Erwartete wirtschaftliche Entscheidungen
Die einzige Gewissheit: Wer auch immer gewinnt, es wird „schnelle wirtschaftliche Entscheidungen geben, die schaden“, sagt Ana Iparraguirre.
Das Land steht unter Druck durch die Haushaltssanierungsziele des Internationalen Währungsfonds (IWF), an den Argentinien einen im Jahr 2018 gewährten kolossalen Kredit von 44 Milliarden Dollar mühsam zurückzahlen muss.
„Was auch immer passiert, wir sehen keine gute Zukunft.“ „Wir rechnen damit, getroffen zu werden“, verzog der 36-jährige Mariano Delfino am Sonntag das Gesicht, nachdem er „ohne Überzeugung“ abgestimmt hatte.
Unterstellungen von Betrug
Um die allgemeine Nervosität noch zu verstärken, hat Mileis Lager in den letzten Wochen Hinweise auf Betrug in Umlauf gebracht, ohne dass eine Anzeige erstattet wurde.

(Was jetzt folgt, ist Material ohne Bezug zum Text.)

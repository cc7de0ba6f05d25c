//! Fixed-layout module header parsing.
//!
//! Every compiled module starts with an 80-byte header that locates the code and data
//! segments, the function stub tables, and carries the flag word governing how the rest of
//! the container must be interpreted (compact encoding, appended debug block). All
//! multi-byte fields are stored little-endian and normalized on read; downstream components
//! only ever see host-order values.

use bitflags::bitflags;

use crate::{file::parser::Parser, Result};

/// Magic identifier of a compiled module, first two bytes after the size field.
pub const AMX_MAGIC: u16 = 0xF1E0;

/// Byte size of the fixed module header, including the embedded name field.
pub const HEADER_SIZE: usize = 0x50;

/// Maximum byte length of a function or symbol name.
///
/// Name reads from the file never exceed this bound and never assume a NUL terminator
/// exists within it.
pub const MAX_NAME: usize = 63;

bitflags! {
    /// Header flag word.
    #[derive(Debug, Clone, Copy, PartialEq, Eq)]
    pub struct AmxFlags: u16 {
        /// Runtime bounds/validity checks were compiled out.
        const NOCHECKS = 0x01;
        /// A debug block is appended after the module image.
        const DEBUG = 0x02;
        /// Code and data are stored in the variable-length compact encoding.
        const COMPACT = 0x04;
        /// Native functions may be registered without verification.
        const NTVREG = 0x08;
    }
}

impl AmxFlags {
    /// Space-separated list of set flag names, as printed in the listing banner.
    #[must_use]
    pub fn describe(&self) -> String {
        let mut names = Vec::new();
        if self.contains(AmxFlags::COMPACT) {
            names.push("compact-encoding");
        }
        if self.contains(AmxFlags::DEBUG) {
            names.push("debug-info");
        }
        if self.contains(AmxFlags::NOCHECKS) {
            names.push("no-checks");
        }
        if self.contains(AmxFlags::NTVREG) {
            names.push("no-reg-verification");
        }
        names.join(" ")
    }
}

/// The fixed-layout header of a compiled module.
///
/// Offsets (`cod`, `dat`, ...) are byte offsets into the module file. The stored image ends
/// at `size`; a debug block, when present, begins there. Parsing validates that the magic
/// matches, that the segments are ordered, and that every offset lies within the input.
#[derive(Debug, Clone)]
pub struct AmxHeader {
    /// Byte size of the stored module image (header + tables + code/data as stored).
    pub size: u32,
    /// Container format version.
    pub file_version: u8,
    /// Minimum VM version required to run the module.
    pub amx_version: u8,
    /// Flag word, see [`AmxFlags`].
    pub flags: AmxFlags,
    /// Size in bytes of one function stub record.
    pub defsize: u16,
    /// Code segment start.
    pub cod: u32,
    /// Data segment start; also the end of the code segment.
    pub dat: u32,
    /// Heap start; also the end of the data segment.
    pub hea: u32,
    /// Stack top.
    pub stp: u32,
    /// Entry point address (informational).
    pub cip: u32,
    /// Public-function stub table offset.
    pub publics: u32,
    /// Native-function stub table offset.
    pub natives: u32,
    /// Library stub table offset.
    pub libraries: u32,
    /// Public-variable table offset; ends the library table.
    pub pubvars: u32,
    /// Tag table offset.
    pub tags: u32,
    /// Name table offset.
    pub nametable: u32,
    /// Embedded module name.
    pub name: String,
}

impl AmxHeader {
    /// Parse and validate the module header at the start of `data`.
    ///
    /// # Errors
    /// Returns [`crate::Error::Empty`] for an empty input, [`crate::Error::NotSupported`] if
    /// the magic does not match [`AMX_MAGIC`], and [`crate::Error::Malformed`] for a
    /// truncated header or offsets that violate the container invariants.
    pub fn parse(data: &[u8]) -> Result<AmxHeader> {
        if data.is_empty() {
            return Err(crate::Error::Empty);
        }
        if data.len() < HEADER_SIZE {
            return Err(malformed_error!(
                "Truncated header: {} bytes, need {}",
                data.len(),
                HEADER_SIZE
            ));
        }

        let mut parser = Parser::new(data);

        let size = parser.read_le::<u32>()?;
        let magic = parser.read_le::<u16>()?;
        if magic != AMX_MAGIC {
            return Err(crate::Error::NotSupported);
        }

        let file_version = parser.read_le::<u8>()?;
        let amx_version = parser.read_le::<u8>()?;
        let flags = AmxFlags::from_bits_truncate(parser.read_le::<u16>()?);
        let defsize = parser.read_le::<u16>()?;
        let cod = parser.read_le::<u32>()?;
        let dat = parser.read_le::<u32>()?;
        let hea = parser.read_le::<u32>()?;
        let stp = parser.read_le::<u32>()?;
        let cip = parser.read_le::<u32>()?;
        let publics = parser.read_le::<u32>()?;
        let natives = parser.read_le::<u32>()?;
        let libraries = parser.read_le::<u32>()?;
        let pubvars = parser.read_le::<u32>()?;
        let tags = parser.read_le::<u32>()?;
        let nametable = parser.read_le::<u32>()?;

        let name_bytes = parser.read_bytes(HEADER_SIZE - parser.pos())?;
        let name_end = name_bytes
            .iter()
            .position(|&b| b == 0)
            .unwrap_or(name_bytes.len());
        let name = String::from_utf8_lossy(&name_bytes[..name_end]).into_owned();

        let header = AmxHeader {
            size,
            file_version,
            amx_version,
            flags,
            defsize,
            cod,
            dat,
            hea,
            stp,
            cip,
            publics,
            natives,
            libraries,
            pubvars,
            tags,
            nametable,
            name,
        };

        header.validate(data.len())?;
        Ok(header)
    }

    fn validate(&self, input_len: usize) -> Result<()> {
        if self.size as usize > input_len {
            return Err(malformed_error!(
                "Header size {} exceeds input length {}",
                self.size,
                input_len
            ));
        }
        if self.defsize == 0 {
            return Err(malformed_error!("Zero stub record size"));
        }

        // The segment offsets must be ordered and the code segment must lie inside the
        // stored image.
        if (self.cod as usize) < HEADER_SIZE
            || self.cod > self.dat
            || self.dat > self.hea
            || self.hea > self.stp
        {
            return Err(malformed_error!(
                "Segment offsets out of order: cod={:#x} dat={:#x} hea={:#x} stp={:#x}",
                self.cod,
                self.dat,
                self.hea,
                self.stp
            ));
        }
        if self.cod > self.size {
            return Err(malformed_error!(
                "Code offset {:#x} beyond stored image end {:#x}",
                self.cod,
                self.size
            ));
        }

        // The stub tables sit between the header and the code segment.
        let tables_ordered = (self.publics as usize) >= HEADER_SIZE
            && self.publics <= self.natives
            && self.natives <= self.libraries
            && self.libraries <= self.pubvars
            && self.pubvars <= self.cod;
        if !tables_ordered {
            return Err(malformed_error!(
                "Stub tables out of order: publics={:#x} natives={:#x} libraries={:#x} pubvars={:#x}",
                self.publics,
                self.natives,
                self.libraries,
                self.pubvars
            ));
        }
        if self.tags > self.cod || self.nametable > self.cod {
            return Err(malformed_error!(
                "Auxiliary table offset beyond code start: tags={:#x} nametable={:#x}",
                self.tags,
                self.nametable
            ));
        }

        let defsize = u32::from(self.defsize);
        if (self.natives - self.publics) % defsize != 0
            || (self.libraries - self.natives) % defsize != 0
            || (self.pubvars - self.libraries) % defsize != 0
        {
            return Err(malformed_error!(
                "Stub table extent not a multiple of record size {}",
                self.defsize
            ));
        }

        Ok(())
    }

    /// Number of public-function stub records.
    #[must_use]
    pub fn num_publics(&self) -> usize {
        ((self.natives - self.publics) / u32::from(self.defsize)) as usize
    }

    /// Number of native-function stub records.
    #[must_use]
    pub fn num_natives(&self) -> usize {
        ((self.libraries - self.natives) / u32::from(self.defsize)) as usize
    }

    /// Number of library stub records.
    #[must_use]
    pub fn num_libraries(&self) -> usize {
        ((self.pubvars - self.libraries) / u32::from(self.defsize)) as usize
    }

    /// Byte size of the code segment.
    #[must_use]
    pub fn code_size(&self) -> usize {
        (self.dat - self.cod) as usize
    }

    /// Byte size of the data segment.
    #[must_use]
    pub fn data_size(&self) -> usize {
        (self.hea - self.dat) as usize
    }

    /// Byte size reserved for the stack and heap.
    #[must_use]
    pub fn stack_size(&self) -> usize {
        (self.stp - self.hea) as usize
    }
}

#[cfg(test)]
mod tests {
    use super::*;
    use crate::Error;

    fn minimal_header() -> Vec<u8> {
        let mut data = vec![0u8; HEADER_SIZE];
        let size = HEADER_SIZE as u32;
        data[0x00..0x04].copy_from_slice(&size.to_le_bytes());
        data[0x04..0x06].copy_from_slice(&AMX_MAGIC.to_le_bytes());
        data[0x06] = 8; // file_version
        data[0x07] = 8; // amx_version
        data[0x0A..0x0C].copy_from_slice(&8u16.to_le_bytes()); // defsize
        for field in [0x0C, 0x10, 0x14, 0x18] {
            data[field..field + 4].copy_from_slice(&size.to_le_bytes());
        }
        for field in [0x20, 0x24, 0x28, 0x2C, 0x30, 0x34] {
            data[field..field + 4].copy_from_slice(&size.to_le_bytes());
        }
        data[0x38..0x3B].copy_from_slice(b"foo");
        data
    }

    #[test]
    fn parse_minimal() {
        let header = AmxHeader::parse(&minimal_header()).unwrap();

        assert_eq!(header.file_version, 8);
        assert_eq!(header.flags, AmxFlags::empty());
        assert_eq!(header.name, "foo");
        assert_eq!(header.num_publics(), 0);
        assert_eq!(header.num_natives(), 0);
        assert_eq!(header.code_size(), 0);
    }

    #[test]
    fn reject_bad_magic() {
        let mut data = minimal_header();
        data[0x04] = 0xAA;

        assert!(matches!(
            AmxHeader::parse(&data),
            Err(Error::NotSupported)
        ));
    }

    #[test]
    fn reject_empty_and_truncated() {
        assert!(matches!(AmxHeader::parse(&[]), Err(Error::Empty)));
        assert!(matches!(
            AmxHeader::parse(&minimal_header()[..0x20]),
            Err(Error::Malformed { .. })
        ));
    }

    #[test]
    fn reject_unordered_segments() {
        let mut data = minimal_header();
        // dat < cod
        data[0x10..0x14].copy_from_slice(&0x10u32.to_le_bytes());

        assert!(matches!(
            AmxHeader::parse(&data),
            Err(Error::Malformed { .. })
        ));
    }

    #[test]
    fn reject_size_beyond_input() {
        let mut data = minimal_header();
        data[0x00..0x04].copy_from_slice(&0x1000u32.to_le_bytes());

        assert!(matches!(
            AmxHeader::parse(&data),
            Err(Error::Malformed { .. })
        ));
    }

    #[test]
    fn describe_flags() {
        let flags = AmxFlags::COMPACT | AmxFlags::DEBUG;
        assert_eq!(flags.describe(), "compact-encoding debug-info");
        assert_eq!(AmxFlags::empty().describe(), "");
    }
}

„Hüten Sie sich vor den schrecklichen Beispielen von (Donald) Trump und (Jair) Bolsonaro“, die solche Botschaften verbreiteten oder die Ergebnisse nicht akzeptierten, warnte Massa.
Fünf Personen wurden am Freitag und Samstag festgenommen, weil sie Sergio Massa oder seine Familie in sozialen Netzwerken bedroht hatten.